Scientists in the Netherlands have devised a way to pack large numbers of proteins into the empty shell of a virus. The technique opens the way to creating a nanoreactor containing multiple enzymes or mimicking cell organelles, where proteins and metabolites exist in a tightly confined space.

For many years the cowpea chlorotic mottle virus (CCMV) has been used to generate a nanometre-sized capsule for carrying 'guest' molecules. If the virus is held at pH 7.5 its outer protein shell or capsid disintegrates. The RNA contained within the capsid can then be removed and the capsid reassembled simply by lowering the pH to 5.0. If the capsid is rebuilt in the presence of other molecules, such as proteins, it will capture a proportion of these within it.

Using this approach, the capsid will typically encapsulate only one or two guest protein molecules, but Jeroen Cornelissen and his team at Radboud University Nijmegen have now shown it is possible to trap more proteins within the shell. 

The researchers attached the guest molecule to be encapsulated to individual fragments of the capsid in its disassembled state. When the capsid reassembled, it would enclose the new molecules that were stuck to the building blocks. Importantly, the guest molecules would need to be held in place by non-covalent bonds: earlier studies indicated that a covalent bond locks the guest protein too rigidly in position and can interfere with its activity and with reassembly of the virus.

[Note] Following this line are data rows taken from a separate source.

//! Maps backend result codes onto Redis return conventions.
//!
//! "Key not found" and "key exists" are ordinary outcomes for many Redis
//! commands and are turned into that command's documented value. Timeouts
//! and missing procedures get their own [`CommandError`] variants; anything
//! else is passed through untouched.

use tracing::debug;

use crate::{backend::BackendError, commands::CommandError};

impl From<BackendError> for CommandError {
    fn from(err: BackendError) -> Self {
        match err {
            BackendError::Timeout => CommandError::Timeout,
            BackendError::ProcedureNotFound { module, function } => {
                CommandError::MissingProcedure(format!("{}.{}", module, function))
            }
            other => CommandError::Backend(other),
        }
    }
}

pub trait Recover<T> {
    /// Replaces a "key not found" failure with `value`.
    fn or_not_found(self, value: T) -> Result<T, CommandError>;

    /// Replaces a "key exists" failure with `value`.
    fn or_conflict(self, value: T) -> Result<T, CommandError>;

    /// Replaces either condition of a conditional write with `value`.
    fn or_rejected(self, value: T) -> Result<T, CommandError>;
}

impl<T> Recover<T> for Result<T, BackendError> {
    fn or_not_found(self, value: T) -> Result<T, CommandError> {
        match self {
            Err(BackendError::KeyNotFound) => {
                debug!("key not found, using documented fallback");
                Ok(value)
            }
            other => other.map_err(CommandError::from),
        }
    }

    fn or_conflict(self, value: T) -> Result<T, CommandError> {
        match self {
            Err(BackendError::KeyExists) => {
                debug!("key exists, using documented fallback");
                Ok(value)
            }
            other => other.map_err(CommandError::from),
        }
    }

    fn or_rejected(self, value: T) -> Result<T, CommandError> {
        match self {
            Err(BackendError::KeyNotFound) | Err(BackendError::KeyExists) => Ok(value),
            other => other.map_err(CommandError::from),
        }
    }
}
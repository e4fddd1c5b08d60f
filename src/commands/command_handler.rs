use crate::{
    commands::{
        batch::{mget, mset, msetnx},
        command_error::CommandError,
        get::get,
        incr::{decr, decrby, incr, incrby, incrbyfloat},
        keys::{del, exists, expire, expireat, persist, pexpire, pexpireat, pttl, ttl},
        list_elements::{lindex, linsert, lrem, lset},
        llen::llen,
        lrange::{lrange, ltrim},
        pop::{lpop, rpop, rpoplpush},
        rpush_and_lpush::{lpush, lpushx, rpush, rpushx},
        set::{getset, psetex, set, setex, setnx},
        string_range::{append, getrange, setrange, strlen},
        CommandContext,
    },
    reply::Reply,
};

/// One command invocation: an upper-cased verb and its raw arguments.
#[derive(Debug, PartialEq, Clone)]
pub struct CommandHandler {
    pub name: String,
    pub arguments: Vec<String>,
}

impl CommandHandler {
    pub fn new(name: &str, arguments: Vec<String>) -> Self {
        Self {
            name: name.to_uppercase(),
            arguments,
        }
    }

    pub async fn handle_command(&self, ctx: &CommandContext) -> Result<Reply, CommandError> {
        let arguments = self.arguments.clone();

        match self.name.as_str() {
            "EXISTS" => exists(ctx, arguments).await,
            "DEL" => del(ctx, arguments).await,
            "EXPIRE" => expire(ctx, arguments).await,
            "PEXPIRE" => pexpire(ctx, arguments).await,
            "EXPIREAT" => expireat(ctx, arguments).await,
            "PEXPIREAT" => pexpireat(ctx, arguments).await,
            "PERSIST" => persist(ctx, arguments).await,
            "TTL" => ttl(ctx, arguments).await,
            "PTTL" => pttl(ctx, arguments).await,
            "GET" => get(ctx, arguments).await,
            "SET" => set(ctx, arguments).await,
            "SETEX" => setex(ctx, arguments).await,
            "PSETEX" => psetex(ctx, arguments).await,
            "SETNX" => setnx(ctx, arguments).await,
            "GETSET" => getset(ctx, arguments).await,
            "APPEND" => append(ctx, arguments).await,
            "STRLEN" => strlen(ctx, arguments).await,
            "GETRANGE" => getrange(ctx, arguments).await,
            "SETRANGE" => setrange(ctx, arguments).await,
            "INCR" => incr(ctx, arguments).await,
            "INCRBY" => incrby(ctx, arguments).await,
            "DECR" => decr(ctx, arguments).await,
            "DECRBY" => decrby(ctx, arguments).await,
            "INCRBYFLOAT" => incrbyfloat(ctx, arguments).await,
            "MGET" => mget(ctx, arguments).await,
            "MSET" => mset(ctx, arguments).await,
            "MSETNX" => msetnx(ctx, arguments).await,
            "LPUSH" => lpush(ctx, arguments).await,
            "RPUSH" => rpush(ctx, arguments).await,
            "LPUSHX" => lpushx(ctx, arguments).await,
            "RPUSHX" => rpushx(ctx, arguments).await,
            "LPOP" => lpop(ctx, arguments).await,
            "RPOP" => rpop(ctx, arguments).await,
            "RPOPLPUSH" => rpoplpush(ctx, arguments).await,
            "LLEN" => llen(ctx, arguments).await,
            "LSET" => lset(ctx, arguments).await,
            "LINDEX" => lindex(ctx, arguments).await,
            "LINSERT" => linsert(ctx, arguments).await,
            "LRANGE" => lrange(ctx, arguments).await,
            "LREM" => lrem(ctx, arguments).await,
            "LTRIM" => ltrim(ctx, arguments).await,
            _ => Err(CommandError::UnsupportedCommand(self.name.clone())),
        }
    }
}
use crate::{
    backend::{procedures, Value},
    commands::{
        arguments::{expect_arity, parse_float, parse_integer},
        CommandContext, CommandError,
    },
    reply::Reply,
};

/// Handles the Redis INCR command.
///
/// Stored values are string-encoded, so the increment runs inside the `add`
/// procedure rather than as a native numeric operation. A missing key counts
/// from 0.
pub async fn incr(ctx: &CommandContext, arguments: Vec<String>) -> Result<Reply, CommandError> {
    expect_arity("INCR", &arguments, 1)?;
    add(ctx, &arguments[0], 1).await
}

pub async fn incrby(ctx: &CommandContext, arguments: Vec<String>) -> Result<Reply, CommandError> {
    expect_arity("INCRBY", &arguments, 2)?;

    let delta = parse_integer(&arguments[1])?;
    add(ctx, &arguments[0], delta).await
}

pub async fn decr(ctx: &CommandContext, arguments: Vec<String>) -> Result<Reply, CommandError> {
    expect_arity("DECR", &arguments, 1)?;
    add(ctx, &arguments[0], -1).await
}

pub async fn decrby(ctx: &CommandContext, arguments: Vec<String>) -> Result<Reply, CommandError> {
    expect_arity("DECRBY", &arguments, 2)?;

    let delta = parse_integer(&arguments[1])?
        .checked_neg()
        .ok_or(CommandError::InvalidInteger)?;
    add(ctx, &arguments[0], delta).await
}

/// Handles the Redis INCRBYFLOAT command.
///
/// The delta travels to the procedure in its decimal string form and the new
/// value comes back the same way.
pub async fn incrbyfloat(
    ctx: &CommandContext,
    arguments: Vec<String>,
) -> Result<Reply, CommandError> {
    expect_arity("INCRBYFLOAT", &arguments, 2)?;

    parse_float(&arguments[1])?;

    let result = ctx
        .call_procedure(
            &arguments[0],
            procedures::INCRBYFLOAT,
            vec![Value::from(arguments[1].as_str())],
        )
        .await?;

    Ok(Reply::from(result))
}

async fn add(ctx: &CommandContext, name: &str, delta: i64) -> Result<Reply, CommandError> {
    let result = ctx
        .call_procedure(name, procedures::ADD, vec![Value::Integer(delta)])
        .await?;

    Ok(Reply::from(result))
}
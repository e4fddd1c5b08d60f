use crate::{
    backend::{procedures, Value},
    commands::{
        arguments::{expect_arity, parse_integer},
        CommandContext, CommandError,
    },
    reply::Reply,
};

pub async fn lindex(ctx: &CommandContext, arguments: Vec<String>) -> Result<Reply, CommandError> {
    expect_arity("LINDEX", &arguments, 2)?;

    let index = parse_integer(&arguments[1])?;

    let element = ctx
        .call_procedure(&arguments[0], procedures::LINDEX, vec![Value::Integer(index)])
        .await?;

    Ok(Reply::from(element))
}

/// Handles the Redis LSET command. Fails with "no such key" on a missing list
/// and "index out of range" when the index misses.
pub async fn lset(ctx: &CommandContext, arguments: Vec<String>) -> Result<Reply, CommandError> {
    expect_arity("LSET", &arguments, 3)?;

    let index = parse_integer(&arguments[1])?;

    ctx.call_procedure(
        &arguments[0],
        procedures::LSET,
        vec![Value::Integer(index), Value::from(arguments[2].as_str())],
    )
    .await?;

    Ok(Reply::ok())
}

/// Handles the Redis LINSERT command: `LINSERT key BEFORE|AFTER pivot value`.
///
/// # Returns
///
/// * `Ok(Reply::Integer(n))` - The list length after the insert
/// * `Ok(Reply::Integer(-1))` - If the pivot was not found
/// * `Ok(Reply::Integer(0))` - If the key does not exist
/// * `Err(CommandError::SyntaxError)` - If the placement is neither BEFORE nor AFTER
pub async fn linsert(
    ctx: &CommandContext,
    arguments: Vec<String>,
) -> Result<Reply, CommandError> {
    expect_arity("LINSERT", &arguments, 4)?;

    let placement = arguments[1].to_uppercase();
    if placement != "BEFORE" && placement != "AFTER" {
        return Err(CommandError::SyntaxError);
    }

    let length = ctx
        .call_procedure(
            &arguments[0],
            procedures::LINSERT,
            vec![
                Value::from(placement),
                Value::from(arguments[2].as_str()),
                Value::from(arguments[3].as_str()),
            ],
        )
        .await?;

    Ok(Reply::from(length))
}

/// Handles the Redis LREM command.
///
/// A positive count removes from head to tail, a negative one from tail to
/// head, and zero removes every occurrence.
pub async fn lrem(ctx: &CommandContext, arguments: Vec<String>) -> Result<Reply, CommandError> {
    expect_arity("LREM", &arguments, 3)?;

    let count = parse_integer(&arguments[1])?;

    let removed = ctx
        .call_procedure(
            &arguments[0],
            procedures::LREM,
            vec![Value::Integer(count), Value::from(arguments[2].as_str())],
        )
        .await?;

    Ok(Reply::from(removed))
}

Instead, Cornelissen and his team constructed an anchoring system that was sufficiently strong to keep the guest protein attached to the capsid fragment, but weak enough to allow the capsid to reassemble and the protein to function normally once inside.

Capturing multiple proteins within a virus shell

The EGFP-capsid protein complex is mixed with wild-type capsid at pH 7.5 and then dialysed to pH 5.0 to trigger the capsid to reassemble

© J. Am. Chem. Soc.

They did this by generating a genetically modified version of the capsid protein fragment possessing a coiled amino acid 'tail' with particular hydrophobic and charged portions. A 'complementary' tail can be similarly engineered onto any given potential guest protein. In solution the two tails intertwine and become clamped together through hydrophobic and electrostatic interactions. In this way the guest protein is incorporated into the reassembled capsid.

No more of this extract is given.